Preventing Facility False Alarms

Alarm systems are designed to protect commercial properties from all sorts of disasters. From fires to burglaries, the system in your building will alert you to any threat that it detects 24 hours a day.

However, sometimes these systems can sound the alarm when no threat really exists in the building. As a facilities manager, you can minimize facility false alarms by knowing how to install your system properly and what measures to take to ensure it functions correctly around-the-clock.

Why Avoid False Alarms?

You might wonder why you should make every attempt to minimize or eliminate facility false alarms in your building. After all, how much harm can a false alarm really do to commercial property? What is the big deal if your alarm system goes off by accident?

In fact, a facility false alarm can have major ramifications on a business notwithstanding the wracking up of major penalties and fines. Most police and fire departments understand that businesses will have the occasional false alarm. However, they do not appreciate having to respond to continued weekly or sometimes daily false alarms because of faulty systems.

If your building has repeated false alarms, it could be heavily fined by the police and fire departments.
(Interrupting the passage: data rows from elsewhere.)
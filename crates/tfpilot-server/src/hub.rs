//! Per-deployment event fan-out
//!
//! Each deployment has a room: a broadcast channel plus a bounded buffer of
//! events published before the first subscriber joined. Delivery is only
//! guaranteed to consumers that join; the buffer keeps the opening log lines
//! from being lost to a client that connects a moment after accepting.

use std::collections::HashMap;
use tfpilot_core::DeployEvent;
use tokio::sync::{broadcast, Mutex};

const CHANNEL_CAPACITY: usize = 256;
const BUFFER_LIMIT: usize = 2048;

struct Room {
    sender: broadcast::Sender<DeployEvent>,
    buffer: Vec<DeployEvent>,
    joined: bool,
    done: bool,
}

impl Room {
    fn new() -> Self {
        let (sender, _) = broadcast::channel(CHANNEL_CAPACITY);
        Self {
            sender,
            buffer: Vec::new(),
            joined: false,
            done: false,
        }
    }
}

/// Subscription handle: buffered events, then (unless the deployment already
/// finished) a live receiver.
pub struct Subscription {
    pub replay: Vec<DeployEvent>,
    pub live: Option<broadcast::Receiver<DeployEvent>>,
}

#[derive(Default)]
pub struct EventHub {
    rooms: Mutex<HashMap<String, Room>>,
}

impl EventHub {
    pub fn new() -> Self {
        Self::default()
    }

    /// Make sure a room exists before the deployment task starts publishing.
    pub async fn open(&self, deployment_id: &str) {
        let mut rooms = self.rooms.lock().await;
        rooms
            .entry(deployment_id.to_string())
            .or_insert_with(Room::new);
    }

    pub async fn publish(&self, event: DeployEvent) {
        let mut rooms = self.rooms.lock().await;
        let id = event.deployment_id().to_string();
        let room = rooms.entry(id.clone()).or_insert_with(Room::new);
        let terminal = event.is_terminal();

        if room.joined {
            // A send error only means no receiver is currently connected.
            let _ = room.sender.send(event);
        } else if room.buffer.len() < BUFFER_LIMIT {
            room.buffer.push(event);
        } else {
            log::warn!("[{}] event buffer full, dropping event", id);
        }

        if terminal {
            room.done = true;
            if room.joined {
                rooms.remove(&id);
            }
        }
    }

    /// Join a deployment's stream. Returns None for unknown identifiers.
    pub async fn subscribe(&self, deployment_id: &str) -> Option<Subscription> {
        let mut rooms = self.rooms.lock().await;
        let room = rooms.get_mut(deployment_id)?;
        room.joined = true;
        let replay = std::mem::take(&mut room.buffer);
        if room.done {
            rooms.remove(deployment_id);
            return Some(Subscription { replay, live: None });
        }
        let live = Some(room.sender.subscribe());
        Some(Subscription { replay, live })
    }
}

#[cfg(test)]
mod tests {
    use super::*;

    #[tokio::test]
    async fn test_events_published_before_join_are_replayed() {
        let hub = EventHub::new();
        hub.open("dep-1").await;
        hub.publish(DeployEvent::log("dep-1", "first")).await;
        hub.publish(DeployEvent::log("dep-1", "second")).await;

        let sub = hub.subscribe("dep-1").await.unwrap();
        assert_eq!(sub.replay.len(), 2);
        assert!(sub.live.is_some());
    }

    #[tokio::test]
    async fn test_events_after_join_are_live() {
        let hub = EventHub::new();
        hub.open("dep-1").await;
        let mut sub = hub.subscribe("dep-1").await.unwrap();
        assert!(sub.replay.is_empty());

        hub.publish(DeployEvent::log("dep-1", "live line")).await;
        let event = sub.live.as_mut().unwrap().recv().await.unwrap();
        assert_eq!(event, DeployEvent::log("dep-1", "live line"));
    }

    #[tokio::test]
    async fn test_finished_room_replays_then_ends() {
        let hub = EventHub::new();
        hub.open("dep-1").await;
        hub.publish(DeployEvent::log("dep-1", "line")).await;
        hub.publish(DeployEvent::complete("dep-1", true, "done")).await;

        let sub = hub.subscribe("dep-1").await.unwrap();
        assert_eq!(sub.replay.len(), 2);
        assert!(sub.replay[1].is_terminal());
        assert!(sub.live.is_none());

        // The room is gone afterwards
        assert!(hub.subscribe("dep-1").await.is_none());
    }

    #[tokio::test]
    async fn test_unknown_deployment_is_none() {
        let hub = EventHub::new();
        assert!(hub.subscribe("nope").await.is_none());
    }

    #[tokio::test]
    async fn test_rooms_are_isolated_by_deployment_id() {
        let hub = EventHub::new();
        hub.open("a").await;
        hub.open("b").await;
        hub.publish(DeployEvent::log("a", "for a")).await;

        let sub_b = hub.subscribe("b").await.unwrap();
        assert!(sub_b.replay.is_empty());
        let sub_a = hub.subscribe("a").await.unwrap();
        assert_eq!(sub_a.replay.len(), 1);
    }
}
As the facilities manager, you will be responsible for explaining these fines to the business owner and why you failed to take immediate action to keep the false alarms to a bare minimum.

Further, repeated false alarms could lead to the shuttering of the building until the alarm system is fixed. The building's insurance company or the state fire inspector could decide that it is too costly and dangerous to keep the building open while it is being guarded by an alarm system that does not work properly.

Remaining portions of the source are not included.